Rubrica — Editoria Toscana

​Galileo e il Sidereus Nuncius, 410 anni fa il salto nella modernità

A metà tra relazione scientifica e opera letteraria, il Sidereus Nuncius è da più parti considerato come il prototipo di un genere di scrittura fino a quel momento mai visto


Sono passati esattamente 410 anni da quando Galileo Galilei, con le sue rivoluzionarie scoperte, ha cambiato il corso della storia, dando vita a quella che a tutt'oggi viene considerata la scienza moderna: era il 12 marzo 1610, infatti, quando l'astronomo, fisico, matematico e filosofo pisano pubblicò il Sidereus Nuncius, un volume di poche pagine in cui vengono descritti i risultati delle ripetute osservazioni del cielo tramite cannocchiale.

A metà tra relazione scientifica e opera letteraria, il Sidereus Nuncius è da più parti considerato come il prototipo di un genere di scrittura fino a quel momento mai visto, in cui la narrazione si fa portatrice di informazioni di natura scientifica, dimostrate e dimostrabili, tanto da rendere Galileo anche un "grande scrittore" nell'ambito della letteratura italiana, come addirittura Italo Calvino ebbe a dire.

Il Sidereus Nuncius è dunque un'opera di altissimo valore sotto diversi punti di vista, ma è ovviamente intorno alle scoperte di Galileo che si concentra il racconto. Al suo interno vengono infatti descritte e rivelate le tante cose viste dallo scienziato tra l'autunno del 1609 e l'inizio del 1610 con il suo cannocchiale, dall'osservazione dettagliata di luci e ombre all'analisi visiva della via Lattea, fino alle considerazioni sulle similitudini tra la Terra e gli altri pianeti.

La Luna, per esempio, fino a quel momento immaginata come un corpo celeste etereo, viene finalmente rivelata per quello che è, ossia un satellite non molto dissimile dalla Terra dal punto di vista della materia, e proprio tale scoperta mette in crisi le credenze fino ad allora dominanti che volevano una netta distinzione tra fisica terrestre - imperfetta - e fisica celeste - perfetta e divina.

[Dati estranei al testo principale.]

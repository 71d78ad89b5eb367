use std::collections::{BTreeSet, HashMap};
use std::sync::Arc;

use async_trait::async_trait;
use chrono::{DateTime, Utc};
use nt_core::{
    ArticleCluster, Category, ClusterAttachment, ContentStore, ProcessedArticle, RawArticle, Result,
};
use tokio::sync::RwLock;
use uuid::Uuid;

use crate::StorageBackend;

#[derive(Default)]
pub struct MemoryStore {
    raw: HashMap<Uuid, RawArticle>,
    processed: HashMap<Uuid, ProcessedArticle>,
    clusters: Vec<ArticleCluster>,
}

impl MemoryStore {
    pub fn new() -> Self {
        Self::default()
    }

    pub fn insert_raw(&mut self, article: &RawArticle) -> Result<()> {
        if self.raw.contains_key(&article.id) {
            return Err(nt_core::Error::Persistence(format!(
                "raw article {} already exists",
                article.id
            )));
        }
        self.raw.insert(article.id, article.clone());
        Ok(())
    }

    pub fn recent_processed(&self, since: DateTime<Utc>, limit: usize) -> Vec<RawArticle> {
        let mut articles = self
            .raw
            .values()
            .filter(|a| a.processed && a.ingested_at >= since)
            .cloned()
            .collect::<Vec<_>>();
        articles.sort_by(|a, b| b.ingested_at.cmp(&a.ingested_at));
        articles.into_iter().take(limit).collect()
    }

    pub fn unprocessed(&self, limit: usize) -> Vec<RawArticle> {
        let mut articles = self
            .raw
            .values()
            .filter(|a| !a.processed)
            .cloned()
            .collect::<Vec<_>>();
        articles.sort_by(|a, b| a.ingested_at.cmp(&b.ingested_at));
        articles.into_iter().take(limit).collect()
    }

    pub fn mark_processed(&mut self, id: Uuid, skipped: bool) -> Result<bool> {
        let article = self
            .raw
            .get_mut(&id)
            .ok_or_else(|| nt_core::Error::not_found("raw article", id))?;
        if article.processed {
            return Ok(false);
        }
        article.processed = true;
        article.skipped = skipped;
        Ok(true)
    }

    pub fn attach_to_cluster(
        &mut self,
        article_id: Uuid,
        matching_ids: &BTreeSet<Uuid>,
        category: Category,
    ) -> ClusterAttachment {
        let now = Utc::now();
        let mut lookup = matching_ids.clone();
        lookup.insert(article_id);

        if let Some(cluster) = self.clusters.iter_mut().find(|c| c.intersects(&lookup)) {
            cluster.member_ids.insert(article_id);
            cluster.updated_at = now;
            return ClusterAttachment {
                cluster_id: cluster.id,
                created: false,
                member_count: cluster.member_ids.len(),
                synthesized_article_id: cluster.synthesized_article_id,
            };
        }

        let cluster = ArticleCluster {
            id: Uuid::new_v4(),
            member_ids: lookup,
            category,
            created_at: now,
            updated_at: now,
            synthesized_article_id: None,
        };
        let attachment = ClusterAttachment {
            cluster_id: cluster.id,
            created: true,
            member_count: cluster.member_ids.len(),
            synthesized_article_id: None,
        };
        self.clusters.push(cluster);
        attachment
    }
}

/// Process-local content store. Every operation takes the lock once, so
/// the cluster attach is atomic with respect to concurrent runs.
#[derive(Clone, Default)]
pub struct InMemoryStorage {
    store: Arc<RwLock<MemoryStore>>,
}

impl InMemoryStorage {
    pub fn new() -> Self {
        Self::default()
    }
}

#[async_trait]
impl StorageBackend for InMemoryStorage {
    fn get_error_message() -> &'static str {
        "Memory storage should be available"
    }

    async fn new() -> Result<Self> where Self: Sized {
        Ok(InMemoryStorage::new())
    }
}

#[async_trait]
impl ContentStore for InMemoryStorage {
    async fn insert_raw(&self, article: &RawArticle) -> Result<()> {
        let mut store = self.store.write().await;
        store.insert_raw(article)
    }

    async fn get_raw(&self, id: Uuid) -> Result<Option<RawArticle>> {
        let store = self.store.read().await;
        Ok(store.raw.get(&id).cloned())
    }

    async fn get_raw_many(&self, ids: &[Uuid]) -> Result<Vec<RawArticle>> {
        let store = self.store.read().await;
        Ok(ids.iter().filter_map(|id| store.raw.get(id).cloned()).collect())
    }

    async fn find_raw_by_url(&self, url: &str) -> Result<Option<RawArticle>> {
        let store = self.store.read().await;
        Ok(store.raw.values().find(|a| a.url == url).cloned())
    }

    async fn find_processed_by_hash(&self, hash: &str, since: DateTime<Utc>) -> Result<Vec<RawArticle>> {
        let store = self.store.read().await;
        Ok(store
            .raw
            .values()
            .filter(|a| a.processed && a.content_hash == hash && a.ingested_at >= since)
            .cloned()
            .collect())
    }

    async fn recent_processed(&self, since: DateTime<Utc>, limit: usize) -> Result<Vec<RawArticle>> {
        let store = self.store.read().await;
        Ok(store.recent_processed(since, limit))
    }

    async fn unprocessed(&self, limit: usize) -> Result<Vec<RawArticle>> {
        let store = self.store.read().await;
        Ok(store.unprocessed(limit))
    }

    async fn mark_processed(&self, id: Uuid, skipped: bool) -> Result<bool> {
        let mut store = self.store.write().await;
        store.mark_processed(id, skipped)
    }

    async fn insert_processed(&self, article: &ProcessedArticle) -> Result<bool> {
        let mut store = self.store.write().await;
        if store.processed.contains_key(&article.id) {
            return Ok(false);
        }
        store.processed.insert(article.id, article.clone());
        Ok(true)
    }

    async fn get_processed(&self, id: Uuid) -> Result<Option<ProcessedArticle>> {
        let store = self.store.read().await;
        Ok(store.processed.get(&id).cloned())
    }

    async fn list_processed(&self, limit: usize) -> Result<Vec<ProcessedArticle>> {
        let store = self.store.read().await;
        let mut articles = store.processed.values().cloned().collect::<Vec<_>>();
        articles.sort_by(|a, b| b.processed_at.cmp(&a.processed_at));
        Ok(articles.into_iter().take(limit).collect())
    }

    async fn attach_to_cluster(
        &self,
        article_id: Uuid,
        matching_ids: &BTreeSet<Uuid>,
        category: Category,
    ) -> Result<ClusterAttachment> {
        let mut store = self.store.write().await;
        Ok(store.attach_to_cluster(article_id, matching_ids, category))
    }

    async fn get_cluster(&self, id: Uuid) -> Result<Option<ArticleCluster>> {
        let store = self.store.read().await;
        Ok(store.clusters.iter().find(|c| c.id == id).cloned())
    }

    async fn set_cluster_synthesis(&self, cluster_id: Uuid, article_id: Uuid) -> Result<bool> {
        let mut store = self.store.write().await;
        let cluster = store
            .clusters
            .iter_mut()
            .find(|c| c.id == cluster_id)
            .ok_or_else(|| nt_core::Error::not_found("cluster", cluster_id))?;
        if cluster.synthesized_article_id.is_some() {
            return Ok(false);
        }
        cluster.synthesized_article_id = Some(article_id);
        cluster.updated_at = Utc::now();
        Ok(true)
    }
}

#[cfg(test)]
mod tests {
    use super::*;
    use chrono::Duration;
    use nt_core::{Entities, RawItem, SourceConfig, Urgency};

    fn raw(title: &str) -> RawArticle {
        let source = SourceConfig {
            id: "gabonreview".to_string(),
            name: "Gabonreview".to_string(),
            url: None,
            reliability: Default::default(),
        };
        let item = RawItem {
            title: title.to_string(),
            content: format!("{} - contenu", title),
            url: format!("https://example.com/{}", title.replace(' ', "-")),
            published_at: Utc::now(),
            image_url: None,
            author: None,
        };
        let url = item.url.clone();
        RawArticle::from_item(&source, item, url, 200)
    }

    fn processed(raw: &RawArticle) -> ProcessedArticle {
        ProcessedArticle {
            id: ProcessedArticle::id_for_raw(raw.id),
            title: raw.title.clone(),
            summary_short: raw.content.clone(),
            summary_medium: raw.content.clone(),
            summary_long: raw.content.clone(),
            categories: vec![Category::Society],
            category_confidence: 0.3,
            entities: Entities::default(),
            key_quotes: vec![],
            tags: vec![],
            source_article_ids: vec![raw.id],
            sources: vec![],
            image_url: None,
            published_at: raw.published_at,
            processed_at: Utc::now(),
            is_trending: false,
            is_breaking_news: false,
            breaking_news_level: Urgency::Normal,
            notification: None,
            synthesis: None,
        }
    }

    #[tokio::test]
    async fn test_raw_article_lifecycle() {
        let storage = InMemoryStorage::new();
        let article = raw("Test Article");
        storage.insert_raw(&article).await.unwrap();

        assert_eq!(storage.unprocessed(10).await.unwrap().len(), 1);
        assert!(storage.recent_processed(Utc::now() - Duration::hours(1), 10).await.unwrap().is_empty());

        assert!(storage.mark_processed(article.id, false).await.unwrap());
        assert!(!storage.mark_processed(article.id, false).await.unwrap());

        assert!(storage.unprocessed(10).await.unwrap().is_empty());
        let recent = storage.recent_processed(Utc::now() - Duration::hours(1), 10).await.unwrap();
        assert_eq!(recent.len(), 1);

        let by_hash = storage
            .find_processed_by_hash(&article.content_hash, Utc::now() - Duration::hours(1))
            .await
            .unwrap();
        assert_eq!(by_hash.len(), 1);

        let by_url = storage.find_raw_by_url(&article.url).await.unwrap();
        assert_eq!(by_url.map(|a| a.id), Some(article.id));
    }

    #[tokio::test]
    async fn test_duplicate_insert_is_rejected() {
        let storage = InMemoryStorage::new();
        let article = raw("Doublon");
        storage.insert_raw(&article).await.unwrap();
        assert!(storage.insert_raw(&article).await.is_err());
    }

    #[tokio::test]
    async fn test_mark_unknown_article() {
        let storage = InMemoryStorage::new();
        let err = storage.mark_processed(Uuid::new_v4(), false).await.unwrap_err();
        assert!(err.is_not_found());
    }

    #[tokio::test]
    async fn test_cluster_attach_or_create() {
        let storage = InMemoryStorage::new();
        let (a, b, c, d) = (Uuid::new_v4(), Uuid::new_v4(), Uuid::new_v4(), Uuid::new_v4());

        let first = storage
            .attach_to_cluster(b, &BTreeSet::from([a]), Category::Economy)
            .await
            .unwrap();
        assert!(first.created);
        assert_eq!(first.member_count, 2);

        let second = storage
            .attach_to_cluster(c, &BTreeSet::from([b, d]), Category::Politics)
            .await
            .unwrap();
        assert!(!second.created);
        assert_eq!(second.cluster_id, first.cluster_id);
        assert_eq!(second.member_count, 3);

        // re-attaching an existing member changes nothing
        let again = storage
            .attach_to_cluster(c, &BTreeSet::from([b]), Category::Economy)
            .await
            .unwrap();
        assert_eq!(again.member_count, 3);

        let cluster = storage.get_cluster(first.cluster_id).await.unwrap().unwrap();
        assert_eq!(cluster.category, Category::Economy);
        assert!(!cluster.member_ids.contains(&d));
    }

    #[tokio::test]
    async fn test_processed_insert_keeps_first_writer() {
        let storage = InMemoryStorage::new();
        let raw = raw("Premier arrivé");
        let mut article = processed(&raw);
        assert!(storage.insert_processed(&article).await.unwrap());

        article.title = "Second arrivé".to_string();
        assert!(!storage.insert_processed(&article).await.unwrap());

        let stored = storage.get_processed(article.id).await.unwrap().unwrap();
        assert_eq!(stored.title, "Premier arrivé");
        assert_eq!(storage.list_processed(10).await.unwrap().len(), 1);
    }

    #[tokio::test]
    async fn test_set_cluster_synthesis() {
        let storage = InMemoryStorage::new();
        let attachment = storage
            .attach_to_cluster(Uuid::new_v4(), &BTreeSet::from([Uuid::new_v4()]), Category::Sport)
            .await
            .unwrap();
        let article_id = Uuid::new_v4();
        assert!(storage.set_cluster_synthesis(attachment.cluster_id, article_id).await.unwrap());
        assert!(!storage.set_cluster_synthesis(attachment.cluster_id, Uuid::new_v4()).await.unwrap());

        let cluster = storage.get_cluster(attachment.cluster_id).await.unwrap().unwrap();
        assert_eq!(cluster.synthesized_article_id, Some(article_id));

        assert!(storage.set_cluster_synthesis(Uuid::new_v4(), article_id).await.is_err());
    }
}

Non solo, è sempre Galileo a descrivere per la prima volta i quattro satelliti di Giove e a osservare come il cielo sia costellato di stelle non visibili a occhio nudo, aprendo a scenari rivoluzionari intorno all'infinità dell'universo. Tanti tasselli che, posti uno accanto all'altro, creano una spaccatura profonda tra la scienza prima del 1610 e la scienza dal Sidereus Nuncius in poi, una nuova visione del cosmo fatta di osservazione pratica e non più di mera dissertazione filosofica.

Il Sidereus Nuncius fu dunque sin da subito visto come un lavoro rivoluzionario, sia dai fautori dell'opera galileana che dai suoi detrattori, Chiesa in primis. Tra i primi a poter leggere i risultati di quella lunga attività di osservazione, per esempio, vi fu Cosimo II, granduca di Toscana, amico e mecenate di Galileo, che mostrò la sua riconoscenza donandogli una copia del testo con un cannocchiale e la dedica dei quattro satelliti scoperti, cui diede il nome di Medicea Sidera, ossia Pianeti Medicei. Il rapporto tra i due fu sempre molto forte, sia a livello scientifico, con Cosimo II a fare da continuo stimolo alla curiosità di Galileo, come quando il granduca chiese al matematico di studiare le probabilità delle diverse combinazioni con il lancio di tre dadi, sia a livello umano: Cosimo II fu infatti uno dei più strenui difensori di Galileo in occasione delle accuse mosse dalla Chiesa allo scienziato.

Nonostante l'appoggio di diversi ecclesiastici, infatti, il testo fu ben presto messo all'indice perché considerato incompatibile con la fede cattolica e rappresentò il primo motivo di uno scontro protrattosi negli anni, tra queste e altre scoperte considerate "scomode" e scandalose, e culminato con il processo del 1633 a Roma e l'abiura da parte di Galileo delle sue teorie eliocentriche.

Al di là degli eventi che hanno portato Galileo a difendersi da accuse che oggi riterremmo ingiustificate, ben consci del valore che le stesse hanno avuto per la comunità scientifica e non solo nei successivi 400 anni, non possiamo che guardare ancora adesso al Sidereus Nuncius come a una pietra miliare per l'intero corso della storia, un vero e proprio pilastro che segna una divisione netta tra un pensiero "antico" e una modernità fatta di studio, ragionamento e osservazione: ecco perché ancora oggi questo testo va preservato e raccontato alle nuove generazioni, sia per le scoperte descritte che come esempio di dedizione alla sete di conoscenza.